Screenshot of Sample.pdf in PDF Viewer
Font Sample
Important: This source file is a scanned image and we are not able to select and copy the text from it.

2. We will use the Postman app to show you how to pass custom Profiles to PDF.co API. First, under the Collections tab, click on the PDF.co API v.1 folder. The folder contains all the PDF.co API requests for easy access.

PDF.co API v.1 folder inside Collections tab
Postman API

3. Next, we are going to convert the sample PDF file to TEXT. To do this, click on PDF to TEXT folder and open POST JSON /pdf/convert/to/text. It contains a prefilled JSON code that you can use and replace according to your requirement.

Screenshot of PDF to Text folder
Conversion endpoint

4. You can send a cURL request using the code below. Your API key is available on your PDF.co dashboard.
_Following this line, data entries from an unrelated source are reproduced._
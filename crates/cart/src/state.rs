//! Ordered cart contents and the pure state transitions.
//!
//! Every mutation here is a plain in-memory transformation with no side
//! effects; [`crate::store::CartStore`] wires persistence and change
//! notification around these methods.

use rust_decimal::Decimal;

use crate::line::{CartLine, Product, clamp_quantity, sanitize_requested_quantity};

/// The cart contents, in insertion order.
///
/// Lines are keyed by their `id`; an id appears at most once. The total is
/// derived on every read and never stored.
#[derive(Debug, Clone, Default, PartialEq, Eq)]
pub struct CartState {
    lines: Vec<CartLine>,
}

impl CartState {
    /// An empty cart.
    #[must_use]
    pub const fn new() -> Self {
        Self { lines: Vec::new() }
    }

    /// Build a state from already-sanitized lines (hydration path).
    pub(crate) fn from_lines(lines: Vec<CartLine>) -> Self {
        Self { lines }
    }

    /// The lines in insertion order.
    #[must_use]
    pub fn lines(&self) -> &[CartLine] {
        &self.lines
    }

    #[must_use]
    pub fn is_empty(&self) -> bool {
        self.lines.is_empty()
    }

    #[must_use]
    pub fn len(&self) -> usize {
        self.lines.len()
    }

    /// Add one unit of `product`.
    ///
    /// An existing line's quantity grows by one, saturating silently at
    /// the 99-unit cap; otherwise a new line with quantity 1 is appended.
    /// The existing line's add-time price is kept even if the catalog price
    /// has changed since.
    pub fn add(&mut self, product: &Product) {
        if let Some(line) = self.lines.iter_mut().find(|l| l.id == product.id) {
            line.quantity = clamp_quantity(line.quantity + 1);
        } else {
            self.lines.push(CartLine::first(product));
        }
    }

    /// Remove the line with the given id. Absent ids are a no-op.
    pub fn remove(&mut self, id: &str) {
        self.lines.retain(|l| l.id != id);
    }

    /// Set a line's quantity from a raw request.
    ///
    /// Non-finite requests keep the line's current quantity; anything else
    /// is rounded to the nearest integer and clamped to `1..=99`. Absent
    /// ids are a no-op.
    pub fn update_quantity(&mut self, id: &str, requested: f64) {
        let Some(line) = self.lines.iter_mut().find(|l| l.id == id) else {
            return;
        };
        if let Some(quantity) = sanitize_requested_quantity(requested) {
            line.quantity = quantity;
        }
    }

    /// Empty the cart.
    pub fn clear(&mut self) {
        self.lines.clear();
    }

    /// `Σ price × quantity` over the current lines, exact.
    #[must_use]
    pub fn total(&self) -> Decimal {
        self.lines.iter().map(CartLine::subtotal).sum()
    }
}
curl --location --request POST 'https://api.pdf.co/v1/pdf/convert/to/text' \
--header 'Content-Type: application/json' \
--header 'x-api-key: INSERT_API_KEY_HERE' \
--data-raw '{
"url": "filetoken://03b6cfebd16a5635266c1d63",
"inline": false,
"profiles": "{ '\''profiles'\'': [ { '\''profile1'\'': { '\''OCRMode'\'': '\''TextFromVectorsOnly'\'' } } ] }"
}'

5. We are going to add the link of the PDF file we want to convert. Our sample PDF file is stored in the PDF.co platform. If you’ll notice, the link is preceded with filetoken:// format. To upload your file(s) on PDF.co, log in to your PDF.co account and click on Files. Now, go to raw under the Body tab, and replace the URL with the PDF file link.

Screenshot of the JSON code inside the Body tab
JSON body

6. We set the Inline parameter to false because we want a downloadable TEXT file. Setting Inline to true will display the extracted texts in the result.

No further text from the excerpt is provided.